Just kidding about the sexy part. Here’s the question of the day: Should you open your basement windows to get out the musty smell in the cellar when it is hot and humid outside? Everybody does that, right? That’s why we have operable basement windows. Isn’t it?

Nope. Let’s assume that it’s a lovely summer day, 80° and perhaps a bit humid, but still a golden opportunity to open the basement to the outside and dry things out before you go outside to work on your tan. Deciding to air out the basement is a bad choice masquerading as a good one. We can show that it’s a bad idea by using a psychrometric chart (also known in the trade as a psychiatric chart because it looks like it could drive you crazy).

This chart tells you, among other things, when moisture in the air changes from a vapor to a liquid. That’s called the “dew point.” 

But here’s the good news: You don’t need to use this bewildering chart. You’ll do just fine with a couple rules of thumb. As Bones McCoy would have said to Captain Kirk on Star Trek: “Damn it, Jim, I’m a remodeler, not an engineer!”

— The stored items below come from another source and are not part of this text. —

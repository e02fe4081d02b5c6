//! Google Cloud Storage backend over the JSON API
//!
//! Authenticates with a bearer token (for example the output of
//! `gcloud auth print-access-token`). Requests are not retried.

use super::{async_trait, ArtifactHandle, ArtifactStore};
use crate::error::StoreError;
use chrono::{DateTime, Utc};
use reqwest::{Client, RequestBuilder, Response, StatusCode};
use serde::Deserialize;
use std::time::Duration;
use url::Url;

pub const DEFAULT_GCS_ENDPOINT: &str = "https://storage.googleapis.com";

/// Connection settings for [`GcsArtifactStore`]
#[derive(Debug, Clone)]
pub struct GcsConfig {
    pub endpoint: String,
    pub project_id: String,
    pub bucket: String,
    pub access_token: Option<String>,
    pub timeout: Duration,
}

impl GcsConfig {
    pub fn new(project_id: impl Into<String>, bucket: impl Into<String>) -> Self {
        Self {
            endpoint: DEFAULT_GCS_ENDPOINT.to_string(),
            project_id: project_id.into(),
            bucket: bucket.into(),
            access_token: None,
            timeout: Duration::from_secs(60),
        }
    }
}

#[derive(Debug, Deserialize)]
#[serde(rename_all = "camelCase")]
struct ObjectList {
    #[serde(default)]
    items: Vec<ObjectResource>,
    next_page_token: Option<String>,
}

#[derive(Debug, Deserialize)]
#[serde(rename_all = "camelCase")]
struct ObjectResource {
    name: String,
    time_created: DateTime<Utc>,
    #[serde(default)]
    size: Option<String>,
}

/// Bucket-scoped GCS client
pub struct GcsArtifactStore {
    client: Client,
    endpoint: Url,
    config: GcsConfig,
}

impl GcsArtifactStore {
    pub fn new(config: GcsConfig) -> Result<Self, StoreError> {
        let client = Client::builder()
            .timeout(config.timeout)
            .build()
            .map_err(|e| StoreError::backend(&config.bucket, e))?;
        let endpoint = Url::parse(&config.endpoint)
            .map_err(|e| StoreError::backend(&config.endpoint, e))?;
        Ok(Self {
            client,
            endpoint,
            config,
        })
    }

    /// `{endpoint}/{segments...}` with every segment percent-encoded, `/` included
    fn url(&self, segments: &[&str]) -> Result<Url, StoreError> {
        let mut url = self.endpoint.clone();
        url.path_segments_mut()
            .map_err(|_| StoreError::backend(&self.config.endpoint, "endpoint cannot be a base URL"))?
            .pop_if_empty()
            .extend(segments);
        Ok(url)
    }

    fn object_url(&self, name: &str) -> Result<Url, StoreError> {
        self.url(&["storage", "v1", "b", &self.config.bucket, "o", name])
    }

    fn authorize(&self, request: RequestBuilder) -> RequestBuilder {
        let request = request.header("x-goog-user-project", &self.config.project_id);
        match &self.config.access_token {
            Some(token) => request.bearer_auth(token),
            None => request,
        }
    }

    async fn send(&self, name: &str, request: RequestBuilder) -> Result<Response, StoreError> {
        let response = self
            .authorize(request)
            .send()
            .await
            .map_err(|e| StoreError::backend(name, e))?;

        let status = response.status();
        if status == StatusCode::NOT_FOUND {
            return Err(StoreError::NotFound(name.to_string()));
        }
        if !status.is_success() {
            let body = response.text().await.unwrap_or_default();
            return Err(StoreError::backend(name, format!("{status}: {body}")));
        }
        Ok(response)
    }
}

#[async_trait]
impl ArtifactStore for GcsArtifactStore {
    async fn list(&self, prefix: &str) -> Result<Vec<ArtifactHandle>, StoreError> {
        let mut handles = Vec::new();
        let mut page_token: Option<String> = None;

        loop {
            let mut url = self.url(&["storage", "v1", "b", &self.config.bucket, "o"])?;
            {
                let mut query = url.query_pairs_mut();
                query.append_pair("prefix", prefix);
                if let Some(token) = &page_token {
                    query.append_pair("pageToken", token);
                }
            }

            let page: ObjectList = self
                .send(prefix, self.client.get(url))
                .await?
                .json()
                .await
                .map_err(|e| StoreError::backend(prefix, e))?;

            handles.extend(page.items.into_iter().map(|item| ArtifactHandle {
                size_bytes: item.size.and_then(|s| s.parse().ok()).unwrap_or(0),
                name: item.name,
                created_at: item.time_created,
            }));

            match page.next_page_token {
                Some(token) => page_token = Some(token),
                None => break,
            }
        }

        Ok(handles)
    }

    async fn read(&self, name: &str) -> Result<Vec<u8>, StoreError> {
        let mut url = self.object_url(name)?;
        url.query_pairs_mut().append_pair("alt", "media");
        let bytes = self
            .send(name, self.client.get(url))
            .await?
            .bytes()
            .await
            .map_err(|e| StoreError::backend(name, e))?;
        Ok(bytes.to_vec())
    }

    async fn write(&self, name: &str, bytes: &[u8]) -> Result<(), StoreError> {
        let mut url = self.url(&["upload", "storage", "v1", "b", &self.config.bucket, "o"])?;
        url.query_pairs_mut()
            .append_pair("uploadType", "media")
            .append_pair("name", name);
        let request = self
            .client
            .post(url)
            .header("content-type", "application/octet-stream")
            .body(bytes.to_vec());
        self.send(name, request).await?;
        Ok(())
    }

    async fn copy(&self, src: &str, dst: &str) -> Result<(), StoreError> {
        let bucket = &self.config.bucket;
        let url = self.url(&["storage", "v1", "b", bucket, "o", src, "copyTo", "b", bucket, "o", dst])?;
        let request = self
            .client
            .post(url)
            .header("content-type", "application/json")
            .body("{}");
        self.send(src, request).await?;
        Ok(())
    }

    async fn exists(&self, name: &str) -> Result<bool, StoreError> {
        let url = self.object_url(name)?;
        match self.send(name, self.client.get(url)).await {
            Ok(_) => Ok(true),
            Err(StoreError::NotFound(_)) => Ok(false),
            Err(e) => Err(e),
        }
    }

    async fn delete(&self, name: &str) -> Result<(), StoreError> {
        let url = self.object_url(name)?;
        self.send(name, self.client.delete(url)).await?;
        Ok(())
    }

    fn backend(&self) -> &'static str {
        "gcs"
    }
}

#[cfg(test)]
mod tests {
    use super::*;
    use mockito::Matcher;

    fn store_for(server: &mockito::ServerGuard) -> GcsArtifactStore {
        let mut config = GcsConfig::new("demo-project", "churn-bucket");
        config.endpoint = server.url();
        config.access_token = Some("token-123".to_string());
        GcsArtifactStore::new(config).unwrap()
    }

    #[tokio::test]
    async fn test_list_follows_pages_and_parses_creation_time() {
        let mut server = mockito::Server::new_async().await;
        let first = server
            .mock("GET", "/storage/v1/b/churn-bucket/o")
            .match_query(Matcher::Regex("^prefix=models%2Fprod%2F$".into()))
            .match_header("authorization", "Bearer token-123")
            .with_status(200)
            .with_body(
                r#"{"items":[{"name":"models/prod/a.csv","timeCreated":"2025-01-01T10:00:00.000Z","size":"42"}],
                    "nextPageToken":"p2"}"#,
            )
            .create_async()
            .await;
        let second = server
            .mock("GET", "/storage/v1/b/churn-bucket/o")
            .match_query(Matcher::Regex("pageToken=p2".into()))
            .with_status(200)
            .with_body(r#"{"items":[{"name":"models/prod/b.csv","timeCreated":"2025-01-02T10:00:00Z"}]}"#)
            .create_async()
            .await;

        let store = store_for(&server);
        let handles = store.list("models/prod/").await.unwrap();

        assert_eq!(handles.len(), 2);
        assert_eq!(handles[0].name, "models/prod/a.csv");
        assert_eq!(handles[0].size_bytes, 42);
        assert!(handles[1].created_at > handles[0].created_at);
        first.assert_async().await;
        second.assert_async().await;
    }

    #[tokio::test]
    async fn test_read_returns_media_bytes() {
        let mut server = mockito::Server::new_async().await;
        let mock = server
            .mock("GET", "/storage/v1/b/churn-bucket/o/scaler.json")
            .match_query(Matcher::UrlEncoded("alt".into(), "media".into()))
            .with_status(200)
            .with_body("{\"columns\":[]}")
            .create_async()
            .await;

        let store = store_for(&server);
        let bytes = store.read("scaler.json").await.unwrap();
        assert_eq!(bytes, b"{\"columns\":[]}");
        mock.assert_async().await;
    }

    #[tokio::test]
    async fn test_exists_maps_404_to_false() {
        let mut server = mockito::Server::new_async().await;
        server
            .mock("GET", "/storage/v1/b/churn-bucket/o/missing.csv")
            .with_status(404)
            .create_async()
            .await;

        let store = store_for(&server);
        assert!(!store.exists("missing.csv").await.unwrap());
    }

    #[tokio::test]
    async fn test_server_error_is_backend_fault() {
        let mut server = mockito::Server::new_async().await;
        server
            .mock("GET", "/storage/v1/b/churn-bucket/o")
            .match_query(Matcher::Any)
            .with_status(403)
            .with_body("permission denied")
            .create_async()
            .await;

        let store = store_for(&server);
        let err = store.list("models/").await.unwrap_err();
        assert!(matches!(err, StoreError::Backend { .. }));
        assert!(err.to_string().contains("403"));
    }

    #[tokio::test]
    async fn test_copy_encodes_source_and_destination() {
        let mut server = mockito::Server::new_async().await;
        let mock = server
            .mock(
                "POST",
                "/storage/v1/b/churn-bucket/o/models%2Fstage%2Fmodel_lr_1.joblib/copyTo/b/churn-bucket/o/models%2Fprod%2Fmodel_lr_1.joblib",
            )
            .match_header("authorization", "Bearer token-123")
            .with_status(200)
            .with_body(r#"{"name":"models/prod/model_lr_1.joblib"}"#)
            .create_async()
            .await;

        let store = store_for(&server);
        store
            .copy("models/stage/model_lr_1.joblib", "models/prod/model_lr_1.joblib")
            .await
            .unwrap();
        mock.assert_async().await;
    }

    #[tokio::test]
    async fn test_copy_missing_source_is_not_found() {
        let mut server = mockito::Server::new_async().await;
        server
            .mock(
                "POST",
                "/storage/v1/b/churn-bucket/o/models%2Fstage%2Fgone.csv/copyTo/b/churn-bucket/o/models%2Fprod%2Fgone.csv",
            )
            .with_status(404)
            .create_async()
            .await;

        let store = store_for(&server);
        let err = store
            .copy("models/stage/gone.csv", "models/prod/gone.csv")
            .await
            .unwrap_err();
        assert!(matches!(err, StoreError::NotFound(name) if name == "models/stage/gone.csv"));
    }

    #[tokio::test]
    async fn test_write_uploads_media_with_object_name() {
        let mut server = mockito::Server::new_async().await;
        let mock = server
            .mock("POST", "/upload/storage/v1/b/churn-bucket/o")
            .match_query(Matcher::AllOf(vec![
                Matcher::UrlEncoded("uploadType".into(), "media".into()),
                Matcher::UrlEncoded("name".into(), "data/processed/scaler.json".into()),
            ]))
            .match_header("content-type", "application/octet-stream")
            .match_body("{\"means\":[]}")
            .with_status(200)
            .with_body(r#"{"name":"data/processed/scaler.json"}"#)
            .create_async()
            .await;

        let store = store_for(&server);
        store
            .write("data/processed/scaler.json", b"{\"means\":[]}")
            .await
            .unwrap();
        mock.assert_async().await;
    }

    #[tokio::test]
    async fn test_delete_targets_encoded_object() {
        let mut server = mockito::Server::new_async().await;
        let deleted = server
            .mock("DELETE", "/storage/v1/b/churn-bucket/o/data%2Fprocessed%2Fencoder.json")
            .with_status(204)
            .create_async()
            .await;
        server
            .mock("DELETE", "/storage/v1/b/churn-bucket/o/data%2Fprocessed%2Fmissing.json")
            .with_status(404)
            .create_async()
            .await;

        let store = store_for(&server);
        store.delete("data/processed/encoder.json").await.unwrap();
        deleted.assert_async().await;

        let err = store.delete("data/processed/missing.json").await.unwrap_err();
        assert!(matches!(err, StoreError::NotFound(_)));
    }

    #[test]
    fn test_object_names_are_single_encoded_segments() {
        let config = GcsConfig::new("p", "b");
        let store = GcsArtifactStore::new(config).unwrap();
        let url = store.object_url("models/stage/x.csv").unwrap();
        assert_eq!(
            url.as_str(),
            "https://storage.googleapis.com/storage/v1/b/b/o/models%2Fstage%2Fx.csv"
        );
    }
}
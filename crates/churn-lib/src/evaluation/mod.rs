//! Evaluation tables and the loader that finds the latest one in a namespace

mod loader;
mod table;

pub use loader::{find_latest_evaluation, LatestEvaluation};
pub use table::{EvaluationRecord, EvaluationTable, Metric, NEGATIVE_CLASS, POSITIVE_CLASS};
//! Churn pipeline HTTP service
//!
//! Exposes training, publishing and prediction over HTTP together with
//! health checks and Prometheus metrics.

pub mod api;
pub mod config;
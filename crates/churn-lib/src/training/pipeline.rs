//! End-to-end training run
//!
//! load raw data -> preprocess (fit) -> persist processed data and transforms
//! -> split -> train -> evaluate -> export model and evaluation to stage
//!
//! Each step appends a message to the report; the first failing step ends
//! the run.

use super::classifier::{LogisticRegression, ModelArtifact, TrainingOptions};
use super::dataset::{load_raw_data, Dataset};
use super::metrics::evaluate;
use super::preprocess::{preprocess, save_transforms, PreprocessMode, PROCESSED_DATA_FILE, TARGET_COLUMN};
use super::Algorithm;
use crate::error::{PipelineError, PipelineResult};
use crate::naming::{evaluation_file_name, join, model_file_name, run_timestamp};
use crate::observability::{pipelines, PipelineMetrics, StructuredLogger};
use crate::settings::PipelineSettings;
use crate::store::{replace, ArtifactStore};
use chrono::Utc;
use rand::rngs::StdRng;
use rand::seq::SliceRandom;
use rand::SeedableRng;
use serde::Serialize;
use sha2::{Digest, Sha256};
use std::sync::Arc;
use std::time::Instant;
use tracing::{error, info};

/// Share of records held out for evaluation
pub const TEST_FRACTION: f64 = 0.2;

/// Shuffle seed, fixed so reruns on the same data produce the same split
pub const SPLIT_SEED: u64 = 7;

/// Shuffle `0..n` and cut it into `(train, test)` index sets
///
/// The test set takes `ceil(n * test_fraction)` indices.
pub fn train_test_split(n: usize, test_fraction: f64, seed: u64) -> (Vec<usize>, Vec<usize>) {
    let mut indices: Vec<usize> = (0..n).collect();
    let mut rng = StdRng::seed_from_u64(seed);
    indices.shuffle(&mut rng);
    let test_len = ((n as f64 * test_fraction).ceil() as usize).min(n);
    let train = indices.split_off(test_len);
    (train, indices)
}

/// Result of one training run
#[derive(Debug, Clone, Default, Serialize)]
pub struct TrainingReport {
    pub messages: Vec<String>,
    pub success: bool,
    /// Staged model artifact
    pub model: Option<String>,
    /// Staged evaluation artifact
    pub evaluation: Option<String>,
    /// SHA-256 of the model artifact bytes
    pub checksum: Option<String>,
    /// Records left after preprocessing
    pub records: usize,
    pub accuracy: Option<f64>,
    /// Set when the run failed on an artifact store call
    #[serde(skip_serializing_if = "std::ops::Not::not")]
    pub storage_fault: bool,
}

/// Runs training against an injected store
#[derive(Clone)]
pub struct TrainingPipeline {
    store: Arc<dyn ArtifactStore>,
    settings: PipelineSettings,
    options: TrainingOptions,
    metrics: PipelineMetrics,
    logger: StructuredLogger,
}

impl TrainingPipeline {
    pub fn new(
        store: Arc<dyn ArtifactStore>,
        settings: PipelineSettings,
        metrics: PipelineMetrics,
        logger: StructuredLogger,
    ) -> Self {
        Self {
            store,
            settings,
            options: TrainingOptions::default(),
            metrics,
            logger,
        }
    }

    pub fn with_options(mut self, options: TrainingOptions) -> Self {
        self.options = options;
        self
    }

    /// Execute one training run to completion
    pub async fn run(&self) -> TrainingReport {
        let started = Instant::now();
        let mut report = TrainingReport::default();

        match self.execute(&mut report).await {
            Ok(()) => report.success = true,
            Err(e) => {
                error!(error = %e, "Training run failed");
                if e.is_storage_fault() {
                    self.metrics.inc_storage_errors();
                    report.storage_fault = true;
                }
                report.messages.push(format!("ERROR: Training failed. Details: {e}"));
            }
        }

        let outcome = if report.success { "success" } else { "failed" };
        self.metrics
            .observe_run(pipelines::TRAIN, outcome, started.elapsed().as_secs_f64());
        self.logger.log_training_run(
            report.model.as_deref(),
            report.records,
            report.accuracy,
            report.success,
        );
        report
    }

    async fn execute(&self, report: &mut TrainingReport) -> PipelineResult<()> {
        let store = self.store.as_ref();
        let settings = &self.settings;

        let raw = load_raw_data(store, &settings.raw_data_prefix).await?;
        report.messages.push(format!(
            "Loaded {} records from {}.",
            raw.len(),
            settings.raw_data_prefix
        ));

        let processed = preprocess(raw, PreprocessMode::Fit)?;
        report.messages.extend(processed.messages);
        report.records = processed.dataset.len();
        self.metrics.set_training_records(report.records as i64);

        let processed_name = join(&settings.processed_data_prefix, PROCESSED_DATA_FILE);
        replace(store, &processed_name, &processed.dataset.to_csv()?).await?;
        report
            .messages
            .push(format!("Processed data saved to {processed_name}"));
        for name in save_transforms(store, &settings.processed_data_prefix, &processed.transforms).await? {
            report.messages.push(format!("SUCCESS: saved {name}"));
        }

        let timestamp = run_timestamp(Utc::now());
        let (model, actual, predicted) = self.fit(&processed.dataset)?;
        report
            .messages
            .push("Model training completed successfully.".to_string());

        let algorithm = settings.algorithm.as_str();
        let model_name = join(&settings.stage_prefix, &model_file_name(algorithm, &timestamp));
        let artifact = ModelArtifact {
            algorithm: settings.algorithm,
            timestamp: timestamp.clone(),
            model,
        };
        let bytes = artifact.to_bytes()?;
        let checksum = hex::encode(Sha256::digest(&bytes));
        store.write(&model_name, &bytes).await?;
        info!(model = %model_name, checksum = %checksum, "Model exported to stage");
        report.messages.push(format!("Model exported to {model_name}"));
        report.model = Some(model_name);
        report.checksum = Some(checksum);

        // written after the model so the latest staged evaluation always has its model
        let table = evaluate(&actual, &predicted, algorithm, &timestamp)
            .map_err(|e| PipelineError::malformed("new evaluation", e))?;
        let evaluation_name = join(
            &settings.stage_prefix,
            &evaluation_file_name(algorithm, &timestamp),
        );
        let table_bytes = table
            .to_csv()
            .map_err(|e| PipelineError::malformed(&evaluation_name, e))?;
        store.write(&evaluation_name, &table_bytes).await?;
        report
            .messages
            .push(format!("Model evaluation exported to {evaluation_name}"));
        report.evaluation = Some(evaluation_name);
        report.accuracy = table.accuracy();

        Ok(())
    }

    /// Split, fit and score the held-out records
    fn fit(&self, dataset: &Dataset) -> PipelineResult<(LogisticRegression, Vec<u8>, Vec<u8>)> {
        if dataset.len() < 2 {
            return Err(PipelineError::InvalidData(format!(
                "need at least 2 records to train, found {}",
                dataset.len()
            )));
        }
        let feature_names: Vec<String> = dataset
            .columns()
            .iter()
            .filter(|c| c.as_str() != TARGET_COLUMN)
            .cloned()
            .collect();
        let features = dataset.numeric_matrix(&feature_names)?;
        let labels: Vec<f64> = dataset
            .numeric_matrix(&[TARGET_COLUMN.to_string()])?
            .into_iter()
            .map(|row| row[0])
            .collect();

        let (train, test) = train_test_split(dataset.len(), TEST_FRACTION, SPLIT_SEED);
        let pick = |idx: &[usize]| -> (Vec<Vec<f64>>, Vec<f64>) {
            (
                idx.iter().map(|&i| features[i].clone()).collect(),
                idx.iter().map(|&i| labels[i]).collect(),
            )
        };
        let (train_x, train_y) = pick(&train);
        let (test_x, test_y) = pick(&test);

        let model = match self.settings.algorithm {
            Algorithm::LogisticRegression => {
                LogisticRegression::fit(feature_names, &train_x, &train_y, &self.options)?
            }
        };

        let actual = test_y.iter().map(|y| u8::from(*y == 1.0)).collect();
        let predicted = test_x.iter().map(|row| model.predict(row)).collect();
        Ok((model, actual, predicted))
    }
}

#[cfg(test)]
mod tests {
    use super::*;
    use crate::evaluation::find_latest_evaluation;
    use crate::store::{MemoryArtifactStore, StoreOperation};

    /// Customers with many support calls churn
    fn customer_csv(rows: usize) -> String {
        let mut csv = String::from(
            "CustomerID,Age,Gender,Tenure,Support Calls,Payment Delay,Subscription Type,Last Interaction,Churn\n",
        );
        for i in 0..rows {
            let churn = i % 2;
            let calls = if churn == 1 { 7 + i % 3 } else { i % 3 };
            let gender = if i % 3 == 0 { "Female" } else { "Male" };
            let plan = ["Basic", "Standard", "Premium"][i % 3];
            csv.push_str(&format!(
                "{i},{},{gender},{},{calls},{},{plan},{},{churn}\n",
                20 + i % 40,
                1 + i % 24,
                i % 30,
                1 + i % 20
            ));
        }
        csv
    }

    fn pipeline(store: Arc<MemoryArtifactStore>) -> TrainingPipeline {
        TrainingPipeline::new(
            store,
            PipelineSettings::default(),
            PipelineMetrics::new(),
            StructuredLogger::new("test-project"),
        )
    }

    #[test]
    fn test_split_is_seeded_and_rounds_up() {
        let (train, test) = train_test_split(11, TEST_FRACTION, SPLIT_SEED);
        assert_eq!(test.len(), 3);
        assert_eq!(train.len(), 8);

        let (again, _) = train_test_split(11, TEST_FRACTION, SPLIT_SEED);
        assert_eq!(train, again);

        let mut all: Vec<_> = train.iter().chain(&test).copied().collect();
        all.sort();
        assert_eq!(all, (0..11).collect::<Vec<_>>());
    }

    #[tokio::test]
    async fn test_run_exports_model_and_evaluation_to_stage() {
        let store = Arc::new(MemoryArtifactStore::new());
        store
            .write("data/raw/customers.csv", customer_csv(60).as_bytes())
            .await
            .unwrap();

        let report = pipeline(store.clone()).run().await;

        assert!(report.success, "{:?}", report.messages);
        let model = report.model.clone().unwrap();
        let evaluation = report.evaluation.clone().unwrap();
        assert!(model.starts_with("models/stage/model_logistic_regression_"));
        assert!(model.ends_with(".joblib"));
        assert_eq!(crate::naming::derive_model_name(&evaluation).unwrap(), model);
        assert_eq!(report.checksum.as_ref().unwrap().len(), 64);
        assert_eq!(report.records, 60);

        let bytes = store.read(&model).await.unwrap();
        let artifact = ModelArtifact::from_bytes(&bytes).unwrap();
        assert!(!artifact.model.feature_names.contains(&TARGET_COLUMN.to_string()));

        let latest = find_latest_evaluation(store.as_ref(), "models/stage/")
            .await
            .unwrap()
            .unwrap();
        assert_eq!(latest.handle.name, evaluation);
        assert_eq!(latest.table.records().len(), 2);

        for name in ["processed_data.csv", "scaler.json", "encoder.json"] {
            assert!(store.exists(&format!("data/processed/{name}")).await.unwrap());
        }
    }

    #[tokio::test]
    async fn test_run_without_raw_data_fails() {
        let store = Arc::new(MemoryArtifactStore::new());

        let report = pipeline(store.clone()).run().await;

        assert!(!report.success);
        assert!(report.messages[0].starts_with("ERROR: Training failed"));
        assert!(report.model.is_none());
        assert!(store.names().await.is_empty());
    }

    #[tokio::test]
    async fn test_export_failure_stops_before_evaluation() {
        let store = Arc::new(MemoryArtifactStore::new());
        store
            .write("data/raw/customers.csv", customer_csv(20).as_bytes())
            .await
            .unwrap();
        store.fail_on(StoreOperation::Write, ".joblib").await;

        let report = pipeline(store.clone()).run().await;

        assert!(!report.success);
        assert!(report.evaluation.is_none());
        assert!(report.storage_fault);
        assert!(store.list("models/stage/").await.unwrap().is_empty());
    }
}
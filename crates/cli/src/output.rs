//! Output formatting utilities

use clap::ValueEnum;
use colored::Colorize;
use serde::Serialize;
use tabled::{settings::Style, Table, Tabled};

/// Output format for CLI commands
#[derive(Debug, Clone, Copy, Default, ValueEnum)]
pub enum OutputFormat {
    /// Table format (default)
    #[default]
    Table,
    /// JSON format
    Json,
}

/// Print a table from a list of items
pub fn print_table<T: Tabled>(items: &[T]) {
    if items.is_empty() {
        println!("{}", "No items found".yellow());
        return;
    }
    let table = Table::new(items).with(Style::rounded()).to_string();
    println!("{}", table);
}

/// Print a response body as pretty JSON
pub fn print_json<T: Serialize>(value: &T) {
    if let Ok(json) = serde_json::to_string_pretty(value) {
        println!("{}", json);
    }
}

/// Print a success message
pub fn print_success(message: &str) {
    println!("{} {}", "✓".green().bold(), message);
}

/// Print an error message
pub fn print_error(message: &str) {
    eprintln!("{} {}", "✗".red().bold(), message);
}

/// Print a warning message
pub fn print_warning(message: &str) {
    println!("{} {}", "⚠".yellow().bold(), message);
}

/// Print an info message
pub fn print_info(message: &str) {
    println!("{} {}", "ℹ".blue().bold(), message);
}

/// Print a pipeline log line, highlighting the ones that report an error
pub fn print_message(message: &str) {
    if message.starts_with("ERROR") {
        print_error(message);
    } else {
        print_info(message);
    }
}

/// Format a probability as percentage
pub fn format_probability(probability: f64) -> String {
    format!("{:.1}%", probability * 100.0)
}

/// Color a churn probability: likely churners in red
pub fn color_probability(probability: f64) -> String {
    let formatted = format_probability(probability);
    if probability >= 0.5 {
        formatted.red().to_string()
    } else if probability >= 0.3 {
        formatted.yellow().to_string()
    } else {
        formatted.green().to_string()
    }
}

/// Color status based on value
pub fn color_status(status: &str) -> String {
    match status.to_lowercase().as_str() {
        "promoted" | "bootstrapped" => status.green().to_string(),
        "not_promoted" | "nothing_staged" => status.yellow().to_string(),
        "healthy" | "ready" => status.green().to_string(),
        "degraded" | "not_ready" => status.yellow().to_string(),
        "unhealthy" | "error" | "failed" => status.red().to_string(),
        _ => status.to_string(),
    }
}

Remember this essential fact: If it is 80° outside and 80% humidity, the dew point occurs at 73°. When you go into an unfinished basement with no insulation at the foundation, look around the bottom of the basement wall and especially in the corners, and you are likely to see staining. This is almost always the result of condensation.

Keep in mind that warm air rises so cold air settles, and the bottom of the basement is the lowest, coolest place in the house.

Once the moisture turns from vapor to liquid on a surface that is cooler than the dew point, mold will grow. (It feeds on organic material that exists on most surfaces in the house. Such material includes sloughed off skin cells and a lot of other stuff we prefer not to think about.)

Therefore, as the mathematicians like to say, “airing out the basement,” actually makes the condition you are trying to make better get worse. This is a pretty good definition of a bad idea that is right up there with the more famous “Stupidity is doing the same thing over and over and still expecting a different outcome.”

Consider instead having one operable cellar window so that long stuff can be gotten in and out. The window should be one that seals tightly because we definitely don’t want air leakage into the basement. Replace the rest with glass blocks. They don’t leak air (although I have detected minor air leakage through mortar, so I like the ones that are assembled with caulk/adhesive/sticky goop). Don’t be talked into using vents in those windows. They take us back to the most basic concept: keep the freaking outdoor air outdoors and the freaking indoor air indoors.

There will be moisture in the basement anyway. It can travel through concrete pretty easily. Ever store a cardboard box on the concrete floor? Don’t even think about using carpet on one.

The solution is one I hate because it uses energy, but it is what it is: a cost benefit analysis. Use an Energy Star dehumidifier (include one in your work scope) that can be set to go on at 50% relative humidity. Do not expect people to empty the “bucket” that collects the water. That task rarely scores in their top three most important chores.  Deliver the water to a genuine drain in the floor. This could be a literal floor drain or a sump.

If you would like to be able to calculate the dew point without looking at what might easily be a plate of spaghetti (the psychrometric chart), I am told by the good folks at Therma-Stor that they have put up an app for the iPhone and that they were working on one for Droid. My inner geek thinks that’s really cool.

And please remember that every detail counts when you are a person who cares.